Este divórcio entre os inquilinos da Casa Branca e as forças armadas de que são nominalmente chefes é recente. Vinte e um dos primeiros 26 presidentes tiveram participação muito activa na vida militar.
No conjunto, três foram generais: George Washington (1789-1797), Ulysses Grant (1869-1877) e Dwight Eisenhower (1953-1961).
Andrew Jackson, William Henry Harrison, Zachary Taylor, Rutherford Hayes, James Garfield e Chester Arthur foram majores-generais. Franklin Pierce, Andrew Johnson e Benjamin Harrison foram brigadeiros. Thomas Jefferson, James Madison, James Monroe, James Polk, Theodore Roosevelt e Harry Truman chegaram a coronéis. Lyndon Johnson e Richard Nixon foram comandantes da Armada. Gerald Ford, comandante adjunto. Também John Kennedy (herói na II Guerra Mundial) e James Carter se destacaram na Marinha. Millard Fillmore serviu nas fileiras como major. Abraham Lincoln chegou a capitão do Exército - tal como John Tyler, William McKinley e Ronald Reagan.
Apenas 14 dos 45 presidentes não fizeram tropa - metade dos quais nos últimos cem anos. Nem sequer seguiram o exemplo de James Buchanan (1857-1861), que cumpriu serviço militar sem passar de soldado raso.
Noutros tempos, o incumprimento dos deveres militares num país com fortíssima tradição castrense como são os EUA, maior potência bélica do planeta, mancharia a reputação de um político. Não é assim nestas décadas mais recentes, como os exemplos de Clinton, Obama, Trump e Biden comprovam.
O que talvez ajude a explicar este facto: o Vietname foi o único conflito bélico com forte presença norte-americana que não beneficiou o currículo de nenhum político com verdadeiro sucesso. Pelo contrário, três que lá estiveram - o republicano John McCain em 1967-1973 (várias vezes condecorado devido ao seu comportamento heróico, incluindo o longo cativeiro em que foi submetido a torturas diversas) e os democratas John Kerry em 1968-1969 (três vezes condecorado como herói de guerra) e Al Gore em 1971.

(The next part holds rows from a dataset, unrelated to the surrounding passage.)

#[cfg(test)]
mod test {
    use super::*;
    use std::sync::Arc;
    use std::sync::atomic::{AtomicU64, Ordering};

    const MAX_CURRENT: u32 = 40;
    const HIGH_CURRENT: u32 = 20;
    const LOW_CURRENT: u32 = 10;

    fn default_config() -> ParkConfig {
        ParkConfig {
            names: vec!["CP1".into(), "CP2".into(), "CP3".into(), "CP4".into()],
            max_current: MAX_CURRENT,
            high_current: HIGH_CURRENT,
            low_current: LOW_CURRENT,
        }
    }

    fn default_park() -> ChargingPark {
        ChargingPark::new(&default_config(), MemoryStateStore::new())
            .expect("Could not create the park")
    }

    #[derive(Clone, Default)]
    struct RecordingReporter {
        warnings: Arc<Mutex<Vec<String>>>,
    }

    impl Reporter for RecordingReporter {
        fn report_warning(&self, warning: &StoreWarning) {
            self.warnings.lock().unwrap().push(warning.to_string());
        }
    }

    /// Clock stuck at one instant.
    struct FixedClock(AtomicU64);

    impl Clock for FixedClock {
        fn now_millis(&self) -> u64 {
            self.0.load(Ordering::SeqCst)
        }
    }

    struct BrokenStore;

    impl StateStore for BrokenStore {
        fn read_state(&self) -> Result<Option<BTreeMap<String, ChargingPoint>>, StoreError> {
            Err(StoreError::DuplicatePoint { name: "CP1".into() })
        }

        fn save_state(&self, _points: &[ChargingPoint]) -> Result<(), StoreError> {
            Err(StoreError::Io {
                path: "/dev/null/state.json".into(),
                source: std::io::Error::other("disk full"),
            })
        }
    }

    #[test]
    fn test_add_points_with_high_current() {
        let park = default_park();
        park.plug_in("CP1").unwrap();
        park.plug_in("CP2").unwrap();

        assert_eq!(park.get_allowed_current("CP1").unwrap(), HIGH_CURRENT);
        assert_eq!(park.get_allowed_current("CP2").unwrap(), HIGH_CURRENT);
    }

    #[test]
    fn test_new_point_high_and_oldest_throttled() {
        let park = default_park();
        park.plug_in("CP1").unwrap();
        park.plug_in("CP2").unwrap();
        let cp3 = park.plug_in("CP3").unwrap();

        assert_eq!(cp3.current(), HIGH_CURRENT);
        assert_eq!(park.get_allowed_current("CP1").unwrap(), LOW_CURRENT);
        assert_eq!(park.get_allowed_current("CP2").unwrap(), LOW_CURRENT);
        assert_eq!(park.get_allowed_current("CP3").unwrap(), HIGH_CURRENT);
    }

    #[test]
    fn test_plug_off_boosts_again() {
        let park = default_park();
        park.plug_in("CP1").unwrap();
        park.plug_in("CP2").unwrap();
        park.plug_in("CP3").unwrap();
        let cp2 = park.plug_off("CP2").unwrap();

        assert!(!cp2.is_plugged());
        assert_eq!(park.get_allowed_current("CP1").unwrap(), HIGH_CURRENT);
        assert_eq!(park.get_allowed_current("CP3").unwrap(), HIGH_CURRENT);
        assert_eq!(park.get_allowed_current("CP2").unwrap(), 0);
    }

    #[test]
    fn test_all_points_low_current() {
        let park = default_park();
        for name in &default_config().names {
            park.plug_in(name).unwrap();
        }
        for name in &default_config().names {
            assert_eq!(park.get_allowed_current(name).unwrap(), LOW_CURRENT);
        }
    }

    #[test]
    fn test_list_of_points() {
        let park = default_park();
        for name in ["CP1", "CP2", "CP3"] {
            park.plug_in(name).unwrap();
        }

        let points = park.get_charging_points();
        let names: Vec<&str> = points.iter().map(ChargingPoint::name).collect();
        assert_eq!(names, vec!["CP1", "CP2", "CP3", "CP4"]);
        assert!(points[..3].iter().all(ChargingPoint::is_plugged));
        assert!(!points[3].is_plugged());
    }

    #[test]
    fn test_plug_in_twice_changes_nothing() {
        let park = default_park();
        let first = park.plug_in("CP1").unwrap();
        let before = park.get_charging_points();
        let second = park.plug_in("CP1").unwrap();

        assert_eq!(first, second);
        assert_eq!(park.get_charging_points(), before);
        assert_eq!(park.get_allowed_current("CP1").unwrap(), HIGH_CURRENT);
        assert_eq!(park.get_allowed_current("CP2").unwrap(), 0);
    }

    #[test]
    fn test_plug_off_unplugged_still_persists() {
        let store = MemoryStateStore::new();
        let park = ChargingPark::new(&default_config(), store.clone()).unwrap();
        assert!(store.snapshot().is_none());

        let cp1 = park.plug_off("CP1").unwrap();
        assert_eq!(cp1, ChargingPoint::new("CP1"));
        assert_eq!(store.snapshot().unwrap(), park.get_charging_points());
    }

    #[test]
    fn test_unknown_point() {
        let park = default_park();
        let not_found = ParkError::NotFound {
            name: "CP666".into(),
        };
        assert_eq!(park.plug_in("CP666"), Err(not_found.clone()));
        assert_eq!(park.plug_off("CP666"), Err(not_found.clone()));
        assert_eq!(park.get_allowed_current("CP666"), Err(not_found.clone()));

        park.plug_in("CP1").unwrap();
        assert_eq!(park.get_allowed_current("CP666"), Err(not_found));
    }

    #[test]
    fn test_capacity_exceeded_changes_nothing() {
        let config = ParkConfig {
            names: (1..=5).map(|i| format!("CP{i}")).collect(),
            ..default_config()
        };
        let store = MemoryStateStore::new();
        let park = ChargingPark::new(&config, store.clone()).unwrap();
        for name in ["CP1", "CP2", "CP3", "CP4"] {
            park.plug_in(name).unwrap();
        }
        let before = park.get_charging_points();
        let saved = store.snapshot();

        assert_eq!(
            park.plug_in("CP5"),
            Err(ParkError::CapacityExceeded {
                name: "CP5".into(),
                max_current: MAX_CURRENT,
            })
        );
        assert_eq!(park.get_charging_points(), before);
        assert_eq!(store.snapshot(), saved);
    }

    #[test]
    fn test_throttle_rolled_back_on_capacity_exceeded() {
        let config = ParkConfig {
            max_current: 35,
            high_current: 15,
            low_current: 10,
            ..default_config()
        };
        let store = MemoryStateStore::new();
        let park = ChargingPark::new(&config, store.clone()).unwrap();
        park.plug_in("CP1").unwrap();
        park.plug_in("CP2").unwrap();
        park.plug_in("CP3").unwrap();
        assert_eq!(park.get_allowed_current("CP3").unwrap(), 15);
        assert_eq!(park.allocated_current(), 35);
        let saved = store.snapshot();

        // Throttling CP3 leaves 30A, still no room for another 10A
        assert!(matches!(
            park.plug_in("CP4"),
            Err(ParkError::CapacityExceeded { .. })
        ));
        assert_eq!(park.get_allowed_current("CP3").unwrap(), 15);
        assert_eq!(park.get_allowed_current("CP4").unwrap(), 0);
        assert_eq!(store.snapshot(), saved);
    }

    #[test]
    fn test_recover_previous_state() {
        let store = MemoryStateStore::new();
        let park = ChargingPark::new(&default_config(), store.clone()).unwrap();
        park.plug_in("CP1").unwrap();
        park.plug_in("CP2").unwrap();
        park.plug_in("CP3").unwrap();
        let before = park.get_charging_points();
        drop(park);

        let mut config = default_config();
        config.names.reverse();
        let recovered = ChargingPark::new(&config, store).unwrap();
        assert_eq!(recovered.get_charging_points(), before);
    }

    #[test]
    fn test_recover_with_other_points_fails() {
        let store = MemoryStateStore::new();
        ChargingPark::new(&default_config(), store.clone())
            .unwrap()
            .plug_in("CP1")
            .unwrap();

        let config = ParkConfig {
            names: vec!["CP1".into(), "CP2".into(), "CP3".into(), "CP5".into()],
            ..default_config()
        };
        match ChargingPark::new(&config, store) {
            Err(ConfigError::Mismatch {
                configured,
                recovered,
            }) => {
                assert!(configured.contains(&"CP5".to_string()));
                assert!(recovered.contains(&"CP4".to_string()));
            }
            Err(other) => panic!("Expected Mismatch error, got {other}"),
            Ok(_) => panic!("Expected Mismatch error"),
        }
    }

    #[test]
    fn test_recover_with_changed_currents_fails() {
        let store = MemoryStateStore::new();
        ChargingPark::new(&default_config(), store.clone())
            .unwrap()
            .plug_in("CP1")
            .unwrap();

        let config = ParkConfig {
            high_current: 16,
            ..default_config()
        };
        assert!(matches!(
            ChargingPark::new(&config, store),
            Err(ConfigError::InconsistentState { name }) if name == "CP1"
        ));
    }

    #[test]
    fn test_unreadable_state_starts_empty() {
        let reporter = RecordingReporter::default();
        let park = ChargingPark::with_collaborators(
            &default_config(),
            BrokenStore,
            reporter.clone(),
            SystemClock,
        )
        .unwrap();

        assert!(park.get_charging_points().iter().all(|p| !p.is_plugged()));
        let warnings = reporter.warnings.lock().unwrap().clone();
        assert_eq!(warnings.len(), 1);
        assert!(warnings[0].starts_with("Could not recover state"));
    }

    #[test]
    fn test_failed_save_keeps_memory_state() {
        let reporter = RecordingReporter::default();
        let park = ChargingPark::with_collaborators(
            &default_config(),
            BrokenStore,
            reporter.clone(),
            SystemClock,
        )
        .unwrap();

        let cp1 = park.plug_in("CP1").unwrap();
        assert_eq!(cp1.current(), HIGH_CURRENT);
        assert_eq!(park.get_allowed_current("CP1").unwrap(), HIGH_CURRENT);

        let warnings = reporter.warnings.lock().unwrap().clone();
        assert_eq!(warnings.len(), 2);
        assert!(warnings[1].starts_with("Failed to save current state"));
    }

    #[test]
    fn test_timestamps_strictly_increase() {
        let clock = FixedClock(AtomicU64::new(1000));
        let config = ParkConfig {
            max_current: 50,
            ..default_config()
        };
        let park = ChargingPark::with_collaborators(
            &config,
            MemoryStateStore::new(),
            TracingReporter,
            clock,
        )
        .unwrap();

        // Plugged in reverse name order within the same millisecond
        park.plug_in("CP2").unwrap();
        park.plug_in("CP1").unwrap();
        let cp3 = park.plug_in("CP3").unwrap();

        let points = park.get_charging_points();
        assert_eq!(points[1].plug_in_timestamp(), 1000);
        assert_eq!(points[0].plug_in_timestamp(), 1001);
        assert_eq!(cp3.plug_in_timestamp(), 1002);
        // CP2 came first, so it is the one throttled
        assert_eq!(points[1].current(), LOW_CURRENT);
        assert_eq!(points[0].current(), HIGH_CURRENT);
    }

    #[test]
    fn test_recovered_timestamp_at_max() {
        let dir = tempfile::tempdir().unwrap();
        std::fs::write(
            dir.path().join("state.json"),
            r#"[
              {"name":"CP1","plugged":true,"current":20,"plugInTimestamp":18446744073709551615},
              {"name":"CP2","plugged":false,"current":0,"plugInTimestamp":0},
              {"name":"CP3","plugged":false,"current":0,"plugInTimestamp":0},
              {"name":"CP4","plugged":false,"current":0,"plugInTimestamp":0}
            ]"#,
        )
        .unwrap();
        let park = ChargingPark::new(&default_config(), FileStateStore::new(dir.path())).unwrap();

        let cp2 = park.plug_in("CP2").unwrap();
        assert_eq!(cp2.current(), HIGH_CURRENT);
        assert_eq!(cp2.plug_in_timestamp(), u64::MAX);

        // Same timestamp, CP1 comes first by name and is throttled first
        park.plug_in("CP3").unwrap();
        assert_eq!(park.get_allowed_current("CP1").unwrap(), LOW_CURRENT);
        assert_eq!(park.get_allowed_current("CP2").unwrap(), LOW_CURRENT);
        assert_eq!(park.get_allowed_current("CP3").unwrap(), HIGH_CURRENT);
        assert!(park.allocated_current() <= u64::from(MAX_CURRENT));
    }

    #[test]
    fn test_invalid_config_rejected() {
        let config = ParkConfig {
            high_current: 5,
            ..default_config()
        };
        assert!(matches!(
            ChargingPark::new(&config, MemoryStateStore::new()),
            Err(ConfigError::HighNotAboveLow { .. })
        ));
    }

    #[test]
    fn test_concurrent_plug_ins_respect_max_current() {
        let config = ParkConfig {
            names: (1..=10).map(|i| format!("CP{i:02}")).collect(),
            max_current: 100,
            high_current: 20,
            low_current: 10,
        };
        let park = Arc::new(ChargingPark::new(&config, MemoryStateStore::new()).unwrap());

        let handles: Vec<_> = config
            .names
            .iter()
            .cloned()
            .map(|name| {
                let park = Arc::clone(&park);
                std::thread::spawn(move || park.plug_in(&name))
            })
            .collect();
        for handle in handles {
            handle.join().unwrap().unwrap();
        }

        assert_eq!(park.allocated_current(), 100);
        assert!(park
            .get_charging_points()
            .iter()
            .all(|p| p.is_plugged() && p.current() == 10));
    }
}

McCain foi derrotado por Obama na corrida presidencial de 2008. Kerry perdeu contra Bush nas presidenciais de 2004. Gore, vice-presidente com Clinton entre 1993 e 2001, sofreu uma derrota tangencial em 2000, também frente a Bush. Confirma-se: o Vietname pode ser matéria boa para filmes e séries, mas não é trunfo político. Daí Trump gozar com o tema.
Resta ver se ele, que nunca fez tropa, alguma vez hesitará em enviar os jovens de hoje para palcos de guerra.